DATA RECORDS:
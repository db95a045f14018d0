//! Markdown documentation for a schema
//!
//! One section per table (merge children are skipped since they mirror
//! their merge table) listing every column with its type, nullability and a
//! description.

use once_cell::sync::Lazy;
use regex::Regex;
use std::collections::BTreeMap;
use std::fmt::Write as _;
use std::fs::{self, OpenOptions};
use std::io::Write as _;
use std::path::Path;

use crate::error::Result;
use crate::schema::types::{Column, SchemaBatch, Table};
use crate::utils::naming::humanize;

const KEY_PREFIX: &str = "name_";

static TYPE_RE: Lazy<Regex> =
    Lazy::new(|| Regex::new(r"(?i)^(\S+(?:\s+unsigned)?)").expect("valid type regex"));
static COMMENT_RE: Lazy<Regex> =
    Lazy::new(|| Regex::new(r"(?i)\bCOMMENT\s+'((?:[^']|'')*)'").expect("valid comment regex"));

/// Column descriptions keyed by column name.
///
/// Loaded from lines such as `name_created_at: creation time`; a full-width
/// colon is accepted as separator.
#[derive(Debug, Clone, Default, PartialEq, Eq)]
pub struct Dictionary {
    entries: BTreeMap<String, String>,
}

impl Dictionary {
    pub fn parse(text: &str) -> Self {
        let entries = text
            .lines()
            .filter_map(|line| {
                let line = line.trim();
                let line = line.strip_prefix(KEY_PREFIX).unwrap_or(line).replace('：', ":");
                let (key, value) = line.split_once(':')?;
                if value.contains(':') {
                    return None;
                }
                Some((key.trim().to_string(), value.trim().to_string()))
            })
            .collect();
        Self { entries }
    }

    /// Load a dictionary file. A missing file is an empty dictionary.
    pub fn load(path: &Path) -> Result<Self> {
        if !path.exists() {
            return Ok(Self::default());
        }
        Ok(Self::parse(&fs::read_to_string(path)?))
    }

    pub fn get(&self, name: &str) -> Option<&str> {
        self.entries.get(name).map(String::as_str)
    }

    pub fn len(&self) -> usize {
        self.entries.len()
    }

    pub fn is_empty(&self) -> bool {
        self.entries.is_empty()
    }
}

/// Rendered documentation and the column names the dictionary lacked
#[derive(Debug, Clone, Default)]
pub struct SchemaDoc {
    pub markdown: String,
    /// Column name to the description that was used instead
    pub missing: BTreeMap<String, String>,
}

/// Render documentation for every non-child table in the batch
pub fn render_markdown(batch: &SchemaBatch, dictionary: &Dictionary) -> SchemaDoc {
    let mut doc = SchemaDoc::default();
    for table in batch.tables.values().filter(|t| !t.is_child) {
        render_table(table, dictionary, &mut doc);
    }
    doc
}

fn render_table(table: &Table, dictionary: &Dictionary, doc: &mut SchemaDoc) {
    let out = &mut doc.markdown;
    let _ = writeln!(out, "\n\n#### Table {}", table.name);
    let _ = writeln!(out, "No | Name | Type | Nullable | Description");
    let _ = writeln!(out, "-- | -- | -- | -- | --");

    for (i, column) in table.columns.iter().enumerate() {
        let description = match dictionary.get(&column.name) {
            Some(text) => text.to_string(),
            None => {
                let text = column_comment(column).unwrap_or_else(|| humanize(&column.name));
                doc.missing.insert(column.name.clone(), text.clone());
                text
            }
        };

        let _ = writeln!(
            out,
            "{} | {} | {} | {} | {}",
            i + 1,
            column.name,
            column_type(column),
            is_nullable(column),
            description
        );
    }
}

/// The data type at the start of a descriptor, keeping `unsigned`
pub fn column_type(column: &Column) -> &str {
    TYPE_RE
        .captures(&column.descriptor)
        .and_then(|caps| caps.get(1))
        .map_or("", |m| m.as_str())
}

pub fn is_nullable(column: &Column) -> bool {
    !column.descriptor.to_ascii_uppercase().contains("NOT NULL")
}

fn column_comment(column: &Column) -> Option<String> {
    COMMENT_RE
        .captures(&column.descriptor)
        .map(|caps| caps[1].replace("''", "'"))
        .filter(|comment| !comment.is_empty())
}

/// Append the descriptions that were not in the dictionary to its file
pub fn append_missing(path: &Path, missing: &BTreeMap<String, String>) -> Result<()> {
    if missing.is_empty() {
        return Ok(());
    }

    let mut file = OpenOptions::new().create(true).append(true).open(path)?;
    writeln!(file, "\n### miss dict")?;
    for (name, description) in missing {
        writeln!(file, "{}{}: {}", KEY_PREFIX, name, description)?;
    }

    tracing::info!(
        count = missing.len(),
        path = %path.display(),
        "Added missing column descriptions to dictionary"
    );
    Ok(())
}
//! Error types for schema_diff

use thiserror::Error;

/// Result type for schema_diff operations
pub type Result<T> = std::result::Result<T, Error>;

/// Error types for schema_diff
#[derive(Error, Debug)]
pub enum Error {
    #[error("Configuration error: {0}")]
    ConfigError(String),

    #[error("Database error: {0}")]
    DatabaseError(String),

    /// The parser never reached the end of the table definition.
    #[error("Malformed DDL: {reason}\n{ddl}")]
    MalformedDdl { reason: String, ddl: String },

    #[error("Statement failed: {statement}: {source}")]
    ExecutionError {
        statement: String,
        #[source]
        source: sqlx::Error,
    },

    #[error("IO error: {0}")]
    IoError(#[from] std::io::Error),

    #[error("SQLx error: {0}")]
    SqlxError(#[from] sqlx::Error),
}

impl Error {
    pub(crate) fn malformed(reason: impl Into<String>, ddl: &str) -> Self {
        Error::MalformedDdl {
            reason: reason.into(),
            ddl: ddl.to_string(),
        }
    }
}

/// Convert TOML deserialization errors to schema_diff errors
impl From<toml::de::Error> for Error {
    fn from(error: toml::de::Error) -> Self {
        Error::ConfigError(error.to_string())
    }
}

PROBLEM:
Your reply is to repeat, unchanged, the lines above running from the one with "let line = line.trim();" up to and including the one with "doc: &mut SchemaDoc)".

TASK ANSWER:
                let line = line.trim();
                let line = line.strip_prefix(KEY_PREFIX).unwrap_or(line).replace('：', ":");
                let (key, value) = line.split_once(':')?;
                if value.contains(':') {
                    return None;
                }
                Some((key.trim().to_string(), value.trim().to_string()))
            })
            .collect();
        Self { entries }
    }

    /// Load a dictionary file. A missing file is an empty dictionary.
    pub fn load(path: &Path) -> Result<Self> {
        if !path.exists() {
            return Ok(Self::default());
        }
        Ok(Self::parse(&fs::read_to_string(path)?))
    }

    pub fn get(&self, name: &str) -> Option<&str> {
        self.entries.get(name).map(String::as_str)
    }

    pub fn len(&self) -> usize {
        self.entries.len()
    }

    pub fn is_empty(&self) -> bool {
        self.entries.is_empty()
    }
}

/// Rendered documentation and the column names the dictionary lacked
#[derive(Debug, Clone, Default)]
pub struct SchemaDoc {
    pub markdown: String,
    /// Column name to the description that was used instead
    pub missing: BTreeMap<String, String>,
}

/// Render documentation for every non-child table in the batch
pub fn render_markdown(batch: &SchemaBatch, dictionary: &Dictionary) -> SchemaDoc {
    let mut doc = SchemaDoc::default();
    for table in batch.tables.values().filter(|t| !t.is_child) {
        render_table(table, dictionary, &mut doc);
    }
    doc
}

fn render_table(table: &Table, dictionary: &Dictionary, doc: &mut SchemaDoc) {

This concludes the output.